According to the above presented results the increase of PPA1 protein abundance but not of ANXA5 and CALR proteins is correlated with metastasis formation. Therefore, the PPA1 protein is an interesting novel marker candidate of metastasis.

Discussion

In this study, we aimed at the identification of differential proteins in primary tumors compared to recurrences/metastases of LSCC. Using an approach that combines a 2D electrophoresis-based protein screen in LSCC cell lines and subsequent immunohistochemical analysis of the candidate proteins in primary laryngeal cancer specimens, we identified the PPA1 protein that could possibly become a new marker for metastasis in this cancer.

The inorganic pyrophosphatase PPA1, member of the inorganic pyrophosphatase (PPase) family, is significantly up-regulated in LSCC cell lines derived from metastases compared to these derived from primary tumors. Importantly, we observed the same effect in immunohistochemically stained sections of primary LSCC tumors where sections derived from N(+) and metastases showed a significantly more intensive staining than sections derived from N(0) tumors demonstrating that the differences in cell lines are not merely a side effect of cell culturing. There was also a shift in PPA1 staining from a mixed nuclear-cytoplasmic in N(0) tumors to cytoplasmic in LSCC metastases.

In vivo PPA1 functions in the regulation of cell cycle. Hyperphosphorylation of RB1 mediated by CDKs and its resulting inactivation is required for transition from the G1 to S phase of the cell cycle (Weinberg 1995; Korenjak and Brehm 2005). In contrast, the PPA1 protein regulates RB1 dephosphorylation leading to cell cycle arrest in the G1 phase and growth inhibition (Berndt et al. 1997). The tumor suppressive function of PPA1 presented above seems contradictory to the observed elevated levels of the protein in the N(+) tumors. However, Berndt et al. demonstrated that the suppressive function of PPA1 requires the presence of wild type RB1 protein (Berndt et al. 1997) whereas deletions of the RB1 gene is a common phenomenon in squamous cell carcinoma of the head and neck.

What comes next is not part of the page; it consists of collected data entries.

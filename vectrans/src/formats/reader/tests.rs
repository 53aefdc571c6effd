use super::*;
use test_case::test_case;

#[test]
fn read_big_and_little_endian() {
    let data = [0x01, 0x02, 0xff, 0xfe, 0x03, 0x00, 0x00, 0x00];
    let mut r = RecordReader::new(&data, 100, 7);
    assert_eq!(0x0102, r.be_u16().unwrap());
    assert_eq!(-2, r.be_i16().unwrap());
    assert_eq!(3, r.le_u32().unwrap());
    assert!(r.is_empty());
}

#[test_case(1, 0 ; "u16 on one byte")]
#[test_case(3, 2 ; "u32 on three bytes")]
fn short_payload(len: usize, skip: usize) {
    let data = vec![0u8; len];
    let mut r = RecordReader::new(&data, 10, 0x20);
    r.skip(skip.min(len)).unwrap();
    let e = if len == 1 { r.be_u16().map(|_| ()) } else { r.be_u32().map(|_| ()) };
    assert_eq!(
        Err(ConvertError::RecordDecode {
            offset: 10 + skip.min(len),
            record_id: 0x20,
            expected: if len == 1 { 2 } else { 4 },
            available: len - skip.min(len),
        }),
        e
    );
}

#[test]
fn seek_and_align() {
    let data = [1, 2, 3, 4];
    let r = RecordReader::new(&data, 0, 0);
    let mut r2 = r.at(3).unwrap();
    assert_eq!(4, r2.u8().unwrap());
    assert!(r.at(5).is_err());

    let mut r3 = r.at(1).unwrap();
    r3.align2();
    assert_eq!(2, r3.position());
}

#[test]
fn signed_24() {
    let data = [0xff, 0xff, 0xfe];
    assert_eq!(-2, RecordReader::new(&data, 0, 0).be_i24().unwrap());
}
use super::*;
use crate::color::SimpleColorManager;
use std::{cell::RefCell, rc::Rc};

#[test]
fn progress_steps() {
    let calls = Rc::new(RefCell::new(vec![]));
    let c = calls.clone();
    let mut p = ProgressReporter::new(move |f| c.borrow_mut().push(f));
    for i in 0..=100 {
        p.report(i, 100);
    }
    let calls = calls.borrow();
    assert_eq!(Some(&0.0), calls.first());
    assert_eq!(Some(&1.0), calls.last());
    assert!(calls.len() <= 21);
    assert!(calls.windows(2).all(|w| w[1] - w[0] >= PROGRESS_STEP - 1e-12 || w[1] == 1.0));
}

#[test]
fn progress_without_callback() {
    let mut p = ProgressReporter::default();
    p.report(1, 2);
}

#[test]
fn session_absorbs_local_errors() {
    let cms = SimpleColorManager::new();
    let mut diag = CollectDiagnostics::default();
    {
        let mut s = Session::new(&cms, &mut diag);
        let r: Result<Option<()>, _> = s.absorb(Err(ConvertError::unsupported("polymarker")));
        assert_eq!(Ok(None), r);
        let r = s.absorb(Err::<(), _>(ConvertError::structural(0, 0, "bad")));
        assert!(r.is_err());
        assert_eq!(Ok(Some(1)), s.absorb(Ok(1)));
        s.error("boom");
    }
    assert_eq!(vec!["unsupported feature: polymarker".to_owned()], diag.warnings);
    assert_eq!(vec!["boom".to_owned()], diag.errors);
}

#[test_log::test]
fn log_diagnostics() {
    let mut d = LogDiagnostics;
    d.warn("warn message");
    d.error("error message");
}
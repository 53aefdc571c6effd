use super::{
    parser::{parse, Command},
    PT_PER_UNIT,
};
use crate::{
    diag::Session,
    error::{ConvertError, Result},
    formats::{new_document, ImportDefaults, Importer},
    geom::{multiply_trafo, Path, Point, Trafo},
    model::{style::Style, DocOrigin, Document, Primitive},
};
use log::info;

pub struct PltImporter {
    defaults: ImportDefaults,
}

impl PltImporter {
    pub fn new(defaults: ImportDefaults) -> Self {
        Self { defaults }
    }
}

/// Pen state while walking the commands.
#[derive(Debug, Default)]
struct Plotter {
    pos: Point,
    pen_down: bool,
    run: Option<Path>,
    runs: Vec<Path>,
}

impl Plotter {
    fn finish_run(&mut self) {
        if let Some(run) = self.run.take() {
            if !run.segments.is_empty() {
                self.runs.push(run);
            }
        }
    }

    fn move_to(&mut self, p: Point) {
        self.finish_run();
        self.pos = p;
    }

    fn draw_to(&mut self, p: Point) {
        let pos = self.pos;
        self.run.get_or_insert_with(|| Path::new(pos)).line_to(p);
        self.pos = p;
    }

    fn pen_up(&mut self, points: &[Point]) {
        self.pen_down = false;
        self.finish_run();
        for p in points {
            self.move_to(*p);
        }
    }

    fn pen_down(&mut self, points: &[Point]) {
        self.pen_down = true;
        for p in points {
            self.draw_to(*p);
        }
    }

    fn plot_absolute(&mut self, points: &[Point]) {
        for p in points {
            if self.pen_down {
                self.draw_to(*p);
            } else {
                self.move_to(*p);
            }
        }
    }

    fn exec(&mut self, cmd: &Command) {
        match cmd {
            Command::Init => {
                info!("plotter init, reset pen");
                self.finish_run();
                self.pos = Point::origin();
                self.pen_down = false;
            }
            Command::PenUp(points) => self.pen_up(points),
            Command::PenDown(points) => self.pen_down(points),
            Command::PlotAbsolute(points) => self.plot_absolute(points),
            Command::SelectPen(_) | Command::Opaque { .. } => {}
        }
    }
}

impl Importer for PltImporter {
    fn import(&self, data: &[u8], session: &mut Session) -> Result<Document> {
        let text = std::str::from_utf8(data)
            .map_err(|e| ConvertError::structural(e.valid_up_to(), 0, "plotter file is not text"))?;
        let mut commands = vec![];
        for cmd in parse(text) {
            if let Some(cmd) = session.absorb(cmd)? {
                commands.push(cmd);
            }
        }
        if !commands.iter().any(|c| *c == Command::Init) {
            return Err(ConvertError::structural(0, 0, "missing IN; instruction"));
        }

        let mut plotter = Plotter::default();
        for cmd in &commands {
            plotter.exec(cmd);
        }
        plotter.finish_run();

        let (mut doc, _, layer) =
            new_document(self.defaults.page_format.clone(), DocOrigin::LowerLeft)?;
        let trafo = multiply_trafo(
            &Trafo::scale(PT_PER_UNIT, PT_PER_UNIT),
            &doc.origin_trafo(self.defaults.page_format.size),
        );
        let style = Style::stroked(self.defaults.stroke());
        let total = plotter.runs.len();
        for (i, run) in plotter.runs.into_iter().enumerate() {
            doc.add_primitive(layer, Primitive::curve(vec![run], trafo, style.clone()))?;
            session.progress.report(i + 1, total);
        }
        Ok(doc)
    }
}
use super::*;
use crate::{
    color::Color,
    formats::{tests::with_session, Exporter, ImportDefaults, Importer},
    geom::{point_angle, ArcType, Point, Trafo},
    model::{
        style::{Fill, FillPaint, Style},
        Document, Primitive, Rectangle, Shape,
    },
    ConvertError,
};
use assert_approx_eq::assert_approx_eq;
use hex_literal::hex;
use std::f64::consts::FRAC_PI_2;
use test_case::test_case;

/// Short form element, parameters padded to even length.
pub(super) fn el(id: u16, params: &[u8]) -> Vec<u8> {
    assert!(params.len() < 31);
    #[allow(clippy::cast_possible_truncation)]
    let mut r = (id | params.len() as u16).to_be_bytes().to_vec();
    r.extend_from_slice(params);
    if params.len() % 2 == 1 {
        r.push(0);
    }
    r
}

/// 16 bit integers, the default integer, index and integer VDC precision.
pub(super) fn ints(values: &[i16]) -> Vec<u8> {
    values.iter().flat_map(|v| v.to_be_bytes()).collect()
}

fn metafile(body: &[Vec<u8>]) -> Vec<u8> {
    let mut r = el(id::BEGIN_METAFILE, &hex!("04 74 65 73 74"));
    for e in body {
        r.extend_from_slice(e);
    }
    r.extend(el(id::END_METAFILE, &[]));
    r
}

fn picture(body: &[Vec<u8>]) -> Vec<u8> {
    let mut r = el(id::BEGIN_PICTURE, &[0]);
    r.extend(el(id::BEGIN_PICTURE_BODY, &[]));
    for e in body {
        r.extend_from_slice(e);
    }
    r.extend(el(id::END_PICTURE, &[]));
    r
}

fn import(data: &[u8]) -> (crate::Result<Document>, Vec<String>) {
    let (r, diag) = with_session(|s| CgmImporter::new(ImportDefaults::default()).import(data, s));
    (r, diag.warnings)
}

fn primitives(doc: &Document) -> Vec<Primitive> {
    doc.primitives(doc.root())
        .unwrap()
        .map(|(_, p)| p.clone())
        .collect()
}

#[test_case(&hex!("00 22 00 00") => true ; "begin metafile")]
#[test_case(&hex!("00 3f 00 00") => true ; "long form begin metafile")]
#[test_case(&hex!("10 22 00 01") => false ; "version first")]
#[test_case(&[0] => false ; "short")]
fn check_metafile(data: &[u8]) -> bool {
    check(data)
}

#[test]
fn element_names() {
    assert_eq!("BEGIN METAFILE", element_name(id::BEGIN_METAFILE));
    assert_eq!("CIRCULAR ARC CENTRE CLOSE", element_name(id::ARC_CENTRE_CLOSE));
    assert_eq!("element 0x9060", element_name(0x9060));
}

#[test_log::test]
fn arc_centre_close_pie() {
    let data = metafile(&[picture(&[
        el(id::INTERIOR_STYLE, &ints(&[1])),
        el(
            id::ARC_CENTRE_CLOSE,
            &ints(&[100, 100, 10, 0, 0, 10, 10, 0]),
        ),
    ])]);
    let (doc, warnings) = import(&data);
    let doc = doc.unwrap();
    assert!(warnings.is_empty(), "{warnings:?}");
    assert_eq!(1, doc.pages().len());
    assert_eq!("test", doc.meta.notes);

    let prims = primitives(&doc);
    assert_eq!(1, prims.len());
    let Shape::Circle(c) = prims[0].shape else {
        panic!("expect circle, got {}", prims[0].shape);
    };
    assert_eq!(ArcType::PieSlice, c.arc_type);
    let center = Point::new(100.0, 100.0);
    assert_approx_eq!(point_angle(Point::new(110.0, 100.0), center), c.angle1, 1e-6);
    assert_approx_eq!(point_angle(Point::new(100.0, 110.0), center), c.angle2, 1e-6);
    assert_approx_eq!(FRAC_PI_2, c.angle2, 1e-6);
    assert!(prims[0].style.fill.is_some());
}

#[test]
fn abstract_extent_maps_to_page() {
    let data = metafile(&[picture(&[el(
        id::RECTANGLE,
        &ints(&[0, 0, 32767, 32767]),
    )])]);
    let doc = import(&data).0.unwrap();
    let page = doc.pages()[0];
    let size = doc.page_format(page).unwrap().size;
    assert_approx_eq!(841.0, size.width, 1e-9);
    assert_approx_eq!(841.0, size.height, 1e-9);
    let prims: Vec<_> = doc.primitives(page).unwrap().collect();
    let bbox = doc.bbox(prims[0].0).unwrap().unwrap();
    assert_approx_eq!(-420.5, bbox.min.x, 1e-9);
    assert_approx_eq!(420.5, bbox.max.y, 1e-9);
}

#[test]
fn pictures_restore_metafile_defaults() {
    let rect = el(id::RECTANGLE, &ints(&[0, 0, 100, 100]));
    let data = metafile(&[
        picture(&[el(id::INTERIOR_STYLE, &ints(&[1])), rect.clone()]),
        picture(&[rect]),
    ]);
    let doc = import(&data).0.unwrap();
    assert_eq!(2, doc.pages().len());
    let first: Vec<_> = doc.primitives(doc.pages()[0]).unwrap().collect();
    let second: Vec<_> = doc.primitives(doc.pages()[1]).unwrap().collect();
    assert!(first[0].1.style.fill.is_some());
    // hollow again
    assert!(second[0].1.style.fill.is_none());
}

#[test]
fn indexed_and_direct_colour() {
    let data = metafile(&[picture(&[
        el(id::INTERIOR_STYLE, &ints(&[1])),
        // index 2 is red in the default table
        el(id::FILL_COLOUR, &[2]),
        el(id::RECTANGLE, &ints(&[0, 0, 10, 10])),
        el(id::COLOUR_SELECTION_MODE, &ints(&[1])),
        el(id::FILL_COLOUR, &hex!("00 00 ff")),
        el(id::RECTANGLE, &ints(&[0, 0, 10, 10])),
    ])]);
    let prims = primitives(&import(&data).0.unwrap());
    let colours: Vec<_> = prims
        .iter()
        .map(|p| p.style.fill.as_ref().and_then(Fill::main_color).cloned())
        .collect();
    assert_eq!(
        vec![
            Some(Color::rgb(1.0, 0.0, 0.0)),
            Some(Color::rgb(0.0, 0.0, 1.0))
        ],
        colours
    );
}

#[test]
fn missing_begin_metafile() {
    let data = el(id::POLYLINE, &ints(&[0, 0, 10, 10]));
    assert!(matches!(
        import(&data).0,
        Err(ConvertError::StructuralParse { .. })
    ));
}

#[test]
fn truncated_primitive_is_skipped() {
    let data = metafile(&[picture(&[
        el(id::POLYLINE, &hex!("00 01 00")),
        el(id::POLYLINE, &ints(&[0, 0, 10, 10])),
    ])]);
    let (doc, warnings) = import(&data);
    assert_eq!(1, primitives(&doc.unwrap()).len());
    assert_eq!(1, warnings.len());
    assert!(warnings[0].contains("expected"), "{}", warnings[0]);
}

#[test]
fn unsupported_real_precision_aborts() {
    let data = metafile(&[el(id::REAL_PRECISION, &ints(&[0, 16, 16]))]);
    assert_eq!(
        Some(ConvertError::unsupported("cgm real precision (0, 16, 16)")),
        import(&data).0.err()
    );
}

#[test]
fn truncated_description_is_skipped() {
    let data = metafile(&[
        el(id::METAFILE_DESCRIPTION, &hex!("0a 41")),
        picture(&[el(id::RECTANGLE, &ints(&[0, 0, 10, 10]))]),
    ]);
    let (doc, warnings) = import(&data);
    let doc = doc.unwrap();
    assert_eq!(1, doc.pages().len());
    assert_eq!(1, primitives(&doc).len());
    assert_eq!(1, warnings.len(), "{warnings:?}");
    assert!(warnings[0].contains("expected 10"), "{}", warnings[0]);
}

#[test]
fn truncated_application_data_is_skipped() {
    let data = metafile(&[picture(&[el(id::APPLICATION_DATA, &hex!("00"))])]);
    let (doc, warnings) = import(&data);
    assert_eq!(1, doc.unwrap().pages().len());
    assert_eq!(1, warnings.len(), "{warnings:?}");
}

#[test]
fn truncated_precision_aborts() {
    let data = metafile(&[el(id::INTEGER_PRECISION, &hex!("00"))]);
    assert!(matches!(
        import(&data).0,
        Err(ConvertError::RecordDecode { .. })
    ));
}

#[test]
fn polymarker_is_unsupported() {
    let data = metafile(&[picture(&[el(id::POLYMARKER, &ints(&[0, 0]))])]);
    let (doc, warnings) = import(&data);
    assert!(primitives(&doc.unwrap()).is_empty());
    assert_eq!(vec!["unsupported feature: cgm POLYMARKER".to_owned()], warnings);
}

#[test]
fn empty_metafile_gets_a_page() {
    let doc = import(&metafile(&[])).0.unwrap();
    assert_eq!(1, doc.pages().len());
}

#[test]
fn text_uses_font_list() {
    let data = metafile(&[
        el(id::FONT_LIST, &hex!("05 53 65 72 69 66")),
        picture(&[
            el(id::CHARACTER_HEIGHT, &ints(&[100])),
            el(id::TEXT, &[&ints(&[10, 20, 1])[..], &hex!("02 48 69")].concat()),
        ]),
    ]);
    let prims = primitives(&import(&data).0.unwrap());
    let Shape::Text(text) = &prims[0].shape else {
        panic!("expect text");
    };
    assert_eq!("Hi", text.text);
    let style = prims[0].style.text.as_ref().unwrap();
    assert_eq!("Serif", style.font_family);
    assert_approx_eq!(100.0 * 841.0 / 32767.0, style.font_size, 1e-9);
}

#[test_log::test]
fn export_then_import_keeps_rectangle() {
    let mut doc = Document::new();
    let page = doc.add_page(None);
    let layer = doc.add_layer(page, "Layer 1").unwrap();
    doc.add_primitive(
        layer,
        Primitive::new(
            Shape::Rectangle(Rectangle::new(10.0, 10.0, 20.0, 10.0)),
            Trafo::identity(),
            Style::filled(Color::rgb(1.0, 0.0, 0.0)),
        ),
    )
    .unwrap();
    let (data, _) = with_session(|s| CgmExporter::default().export(&doc, s));
    let data = data.unwrap();
    assert!(check(&data));

    let (back, warnings) = import(&data);
    let back = back.unwrap();
    assert!(warnings.is_empty(), "{warnings:?}");
    let size = back.page_format(back.pages()[0]).unwrap().size;
    let expected = doc.page_format(page).unwrap().size;
    assert_approx_eq!(expected.width, size.width, 1e-3);
    assert_approx_eq!(expected.height, size.height, 1e-3);

    let prims: Vec<_> = back.primitives(back.root()).unwrap().collect();
    assert_eq!(1, prims.len());
    assert!(matches!(prims[0].1.shape, Shape::Rectangle(_)));
    let bbox = back.bbox(prims[0].0).unwrap().unwrap();
    assert_approx_eq!(10.0, bbox.min.x, 1e-3);
    assert_approx_eq!(10.0, bbox.min.y, 1e-3);
    assert_approx_eq!(30.0, bbox.max.x, 1e-3);
    assert_approx_eq!(20.0, bbox.max.y, 1e-3);
    let fill = prims[0].1.style.fill.as_ref().unwrap();
    assert_eq!(FillPaint::Solid(Color::rgb(1.0, 0.0, 0.0)), fill.paint);
    assert!(prims[0].1.style.stroke.is_none());
}

#[test]
fn export_long_element() {
    let mut doc = Document::new();
    let page = doc.add_page(None);
    let layer = doc.add_layer(page, "Layer 1").unwrap();
    let points: Vec<_> = (0..20)
        .map(|i| Point::new(f64::from(i), f64::from(i % 2)))
        .collect();
    doc.add_primitive(
        layer,
        Primitive::curve(
            vec![crate::geom::Path::from_points(&points, false).unwrap()],
            Trafo::identity(),
            Style::stroked(Default::default()),
        ),
    )
    .unwrap();
    let (data, _) = with_session(|s| CgmExporter::default().export(&doc, s));
    let back = import(&data.unwrap()).0.unwrap();
    let prims = primitives(&back);
    let Shape::Curve(c) = &prims[0].shape else {
        panic!("expect curve");
    };
    assert_eq!(19, c.paths[0].segments.len());
}
use super::*;
use crate::geom::{cubic_point, paths_bbox, Segment};
use assert_approx_eq::assert_approx_eq;
use proptest::prelude::*;
use std::f64::consts::PI;
use test_case::test_case;

/// Largest relative radial deviation of the bezier segments from the circle.
fn max_radial_error(path: &Path, center: Point, r: f64) -> f64 {
    let mut current = path.start;
    let mut max = 0.0f64;
    for s in &path.segments {
        if let Segment::Curve { c1, c2, end, .. } = *s {
            for i in 0..=32 {
                let p = cubic_point([current, c1, c2, end], f64::from(i) / 32.0);
                max = max.max(((p - center).length() - r).abs() / r);
            }
        }
        current = s.end();
    }
    max
}

#[test]
fn half_circle_chord() {
    let center = Point::new(0.0, 0.0);
    let path = arc_to_bezier(center, Vector::new(1.0, 1.0), 0.0, PI, ArcType::Chord).unwrap();
    assert!(path.closed);
    assert_eq!(Point::new(1.0, 0.0), path.start);
    // two quarter segments and the chord
    assert_eq!(3, path.segments.len());
    assert!(matches!(path.segments[2], Segment::Line(_)));
    assert!(max_radial_error(&path, center, 1.0) < 0.01);
}

#[test_case(ArcType::Arc => (false, 1))]
#[test_case(ArcType::Chord => (true, 2))]
#[test_case(ArcType::PieSlice => (true, 3))]
fn arc_closing(arc_type: ArcType) -> (bool, usize) {
    let path = arc_to_bezier(Point::new(0.0, 0.0), Vector::new(2.0, 1.0), 0.0, PI / 2.0, arc_type).unwrap();
    (path.closed, path.segments.len())
}

#[test]
fn full_ellipse() {
    let path = arc_to_bezier(Point::new(1.0, 1.0), Vector::new(2.0, 1.0), 0.5, 0.5, ArcType::PieSlice).unwrap();
    assert!(path.closed);
    assert_eq!(4, path.segments.len());
    assert_eq!(path.start, path.end_point());
    let b = paths_bbox(&[path]).unwrap();
    assert!(b.min.x <= -1.0 + 1e-9 && b.max.x >= 3.0 - 1e-9);
}

#[test]
fn zero_radius() {
    assert!(arc_to_bezier(Point::new(0.0, 0.0), Vector::new(0.0, 1.0), 0.0, 1.0, ArcType::Arc).is_none());
}

#[test_case(0.0, PI => PI)]
#[test_case(PI, 0.0 => PI)]
#[test_case(1.0, 1.0 => TAU)]
#[test_case(-PI / 2.0, PI / 2.0 => PI)]
fn sweep(start: f64, end: f64) -> f64 {
    arc_sweep(start, end)
}

#[test]
fn sharp_rounded_rect_bbox_is_exact() {
    let path = rounded_rect_to_bezier(Point::new(10.0, 20.0), 100.0, 50.0, [0.0; 4]);
    assert!(path.closed);
    assert!(path.segments.iter().all(|s| matches!(s, Segment::Line(_))));
    let b = paths_bbox(&[path]).unwrap();
    assert_eq!(Point::new(10.0, 20.0), b.min);
    assert_eq!(Point::new(110.0, 70.0), b.max);
}

#[test]
fn rounded_rect_corners() {
    let path = rounded_rect_to_bezier(Point::new(0.0, 0.0), 100.0, 50.0, [10.0, 0.0, 10.0, 0.0]);
    let curves = path
        .segments
        .iter()
        .filter(|s| matches!(s, Segment::Curve { .. }))
        .count();
    assert_eq!(2, curves);
    assert_eq!(Point::new(0.0, 10.0), path.start);
}

#[test]
fn rounded_rect_negative_size() {
    let path = rounded_rect_to_bezier(Point::new(10.0, 10.0), -10.0, -5.0, [0.0; 4]);
    let b = paths_bbox(&[path]).unwrap();
    assert_eq!(Point::new(0.0, 5.0), b.min);
    assert_eq!(Point::new(10.0, 10.0), b.max);
}

#[test]
fn polygon_in_unit_box() {
    let path = polygon_paths(4, 0.0, 0.0, 1.0, 1.0);
    assert!(path.closed);
    let b = paths_bbox(&[path]).unwrap();
    assert!(b.min.x >= -1e-9 && b.max.x <= 1.0 + 1e-9);
    assert_approx_eq!(1.0, b.max.y);
}

#[test]
fn center_by_3points() {
    let c = circle_center_by_3points(Point::new(1.0, 0.0), Point::new(0.0, 1.0), Point::new(-1.0, 0.0)).unwrap();
    assert_approx_eq!(0.0, c.x);
    assert_approx_eq!(0.0, c.y);
    assert!(circle_center_by_3points(Point::new(0.0, 0.0), Point::new(1.0, 1.0), Point::new(2.0, 2.0)).is_none());
}

#[test_case(Point::new(1.0, 0.0), 0.0)]
#[test_case(Point::new(0.0, 1.0), PI / 2.0)]
#[test_case(Point::new(0.0, -1.0), 1.5 * PI)]
#[test_case(Point::new(1.0, -1e-12), TAU - 1e-12)]
fn angle_of_point(p: Point, exp: f64) {
    assert_approx_eq!(exp, point_angle(p, Point::new(0.0, 0.0)));
}

#[test]
fn three_point_arc_orientation() {
    let (_, r, start, end) =
        arc_by_3points(Point::new(1.0, 0.0), Point::new(0.0, 1.0), Point::new(-1.0, 0.0)).unwrap();
    assert_approx_eq!(1.0, r);
    assert_approx_eq!(0.0, start);
    assert_approx_eq!(PI, end);

    // clockwise through the bottom: counter-clockwise from the end point
    let (_, _, start, end) =
        arc_by_3points(Point::new(1.0, 0.0), Point::new(0.0, -1.0), Point::new(-1.0, 0.0)).unwrap();
    assert_approx_eq!(PI, start);
    assert_approx_eq!(0.0, end);
}

proptest! {
    #[test]
    fn arc_fidelity(start in 0.0f64..TAU, end in 0.0f64..TAU, r in 0.01f64..1000.0) {
        let center = Point::new(3.0, -2.0);
        let path = arc_to_bezier(center, Vector::new(r, r), start, end, ArcType::Chord).unwrap();
        prop_assert!(max_radial_error(&path, center, r) < 0.01);
    }
}
use super::*;
use crate::formats::cdr::tests::{i32s, loda, trfd};
use assert_approx_eq::assert_approx_eq;
use riff_parser::File;

/// Parse a single data chunk through a RIFF wrapper to get its offsets.
fn open(chunk: Vec<u8>) -> Chunk {
    let data = crate::formats::cdr::tests::riff(b"CDRC", &[chunk]);
    File::open(&data).unwrap().chunks.remove(0)
}

#[test]
fn argument_table() {
    let c = open(loda(
        3,
        &[(arg::FILD, i32s(&[5])), (arg::COORDS, i32s(&[0])), (arg::OUTL, i32s(&[6]))],
    ));
    let l = Loda::parse(&c).unwrap();
    assert_eq!(Some(ObjectType::Curve), l.kind());
    assert_eq!(
        vec![(arg::FILD, 44), (arg::COORDS, 48), (arg::OUTL, 52)],
        l.args
    );
    assert_eq!(Some(5), l.property_id(arg::FILD).unwrap());
    assert_eq!(Some(6), l.property_id(arg::OUTL).unwrap());
    assert_eq!(None, l.property_id(arg::STLT).unwrap());
    assert!(l.paths().unwrap().is_empty());
}

#[test]
fn unknown_object_type() {
    let c = open(loda(0x26, &[]));
    assert_eq!(None, Loda::parse(&c).unwrap().kind());
}

#[test]
fn short_header() {
    let c = open(crate::formats::cdr::tests::chunk(b"loda", &[0; 12]));
    let err = Loda::parse(&c).unwrap_err();
    assert_eq!(
        crate::ConvertError::RecordDecode {
            offset: 12 + 8 + 12,
            record_id: u32::from_be_bytes(*b"loda"),
            expected: 4,
            available: 0,
        },
        err
    );
}

#[test]
fn version_7_rectangle_has_one_radius() {
    let c = open(loda(1, &[(arg::COORDS, i32s(&[10_000, 20_000, 1_000]))]));
    let (w, h, radii) = Loda::parse(&c).unwrap().rectangle(Version::V7).unwrap();
    assert_approx_eq!(10_000.0 * UNIT_TO_PT, w, 1e-12);
    assert_approx_eq!(20_000.0 * UNIT_TO_PT, h, 1e-12);
    assert_eq!([1_000.0 * UNIT_TO_PT; 4], radii);
}

#[test]
fn full_ellipse() {
    let c = open(loda(2, &[(arg::COORDS, i32s(&[10_000, 10_000, 0, 0, 0]))]));
    let (_, _, start, end, pie) = Loda::parse(&c).unwrap().ellipse().unwrap();
    assert_eq!((0.0, 0.0, false), (start, end, pie));
}

#[test]
fn curve_nodes() {
    let p = |x: f64, y: f64| Point::new(x, y);
    let points = [
        p(0.0, 0.0),
        p(1.0, 0.0),
        p(1.0, 1.0),
        p(2.0, 1.0),
        p(2.0, 2.0),
        p(5.0, 5.0),
        p(6.0, 5.0),
    ];
    // move, line, control, control, smooth curve + close, move, line
    let flags = [0x00, 0x40, 0xc0, 0xc0, 0x98, 0x00, 0x40];
    let paths = build_paths(&points, &flags);
    assert_eq!(2, paths.len());
    assert!(paths[0].closed);
    assert_eq!(
        Segment::Curve {
            c1: p(1.0, 1.0),
            c2: p(2.0, 1.0),
            end: p(2.0, 2.0),
            node: crate::geom::NodeKind::Smooth,
        },
        paths[0].segments[1]
    );
    // closing line back to the start
    assert_eq!(3, paths[0].segments.len());
    assert!(!paths[1].closed);
    assert_eq!(p(5.0, 5.0), paths[1].start);
    assert_eq!(1, paths[1].segments.len());
}

#[test]
fn curve_without_controls_is_a_line() {
    let points = [Point::new(0.0, 0.0), Point::new(3.0, 4.0)];
    let paths = build_paths(&points, &[0x00, 0x80]);
    assert_eq!(Segment::Line(Point::new(3.0, 4.0)), paths[0].segments[0]);
}

#[test]
fn points_before_move_are_ignored() {
    let points = [Point::new(9.0, 9.0), Point::new(0.0, 0.0)];
    let paths = build_paths(&points, &[0x40, 0x00]);
    assert_eq!(1, paths.len());
    assert!(paths[0].segments.is_empty());
}

#[test]
fn trfd_matrix() {
    let c = open(trfd([2.0, 0.5, 10_000.0, 0.0, 3.0, -20_000.0]));
    let t = trafo(&c, Version(12)).unwrap();
    let mm = 72.0 / 25.4;
    let p = t.transform_point(Point::new(1.0, 2.0));
    assert_approx_eq!(2.0 + 1.0 + mm, p.x, 1e-9);
    assert_approx_eq!(6.0 - 2.0 * mm, p.y, 1e-9);
}

#[test]
fn trfd_too_short() {
    let c = open(crate::formats::cdr::tests::chunk(b"trfd", &[0; 40]));
    assert!(matches!(
        trafo(&c, Version(12)),
        Err(crate::ConvertError::RecordDecode { .. })
    ));
}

In our manuscript from 2002 we have shown deletions of the RB1 gene in as much as 37 % of primary and 60 % of metastatic LSCC tumors (Kujawski et al. 2002). In light of these findings, the elevated levels of the PPA1 protein together with the shift from mixed cytoplasmic-nuclear staining to cytoplasmic staining in the N(+) tumors might therefore reflect a process of PPA1 accumulation as consequence of aberrant RB1 suppressive pathway.

In addition, we show here decreasing abundance of the heat shock proteins HSP60 and HSP70 in cell lines derived from N(+) and metastases. This is intriguing, as it has been shown that heat shock proteins including HSP90 but also HSP70 protect mutated TP53 from degradation (Li et al. 2011). Together, the TP53-heat shock protein complex presents a dominant negative function in tumor cells. The observed up-regulation of heat shock proteins together with frequent TP53 mutations might result in selection advantage for cells in the primary LSCC tumors. This advantage might be no longer crucial in the recurrent or metastatic tumors that acquired additional genetic alterations.

In summary, we present here recurrent deregulations of Annexin III (ANXA3), Annexin V (ANXA5), calreticulin (CALR), heat shock protein 60 (HSP60), heat shock 70 kDa protein 9B (HSP70), inorganic pyrophosphatase (PPA1) and protein disulphide isomerase (PDIA3) in LSCC cell lines. Moreover, we show elevated PPA1 protein levels in the cytoplasm of N(+) LSCC tumors as compared to N(0) tumors. Therefore, the PPA1 protein is a potential marker candidate of metastasis in these tumors that could became useful in clinical routine examinations in the follow-up schedule.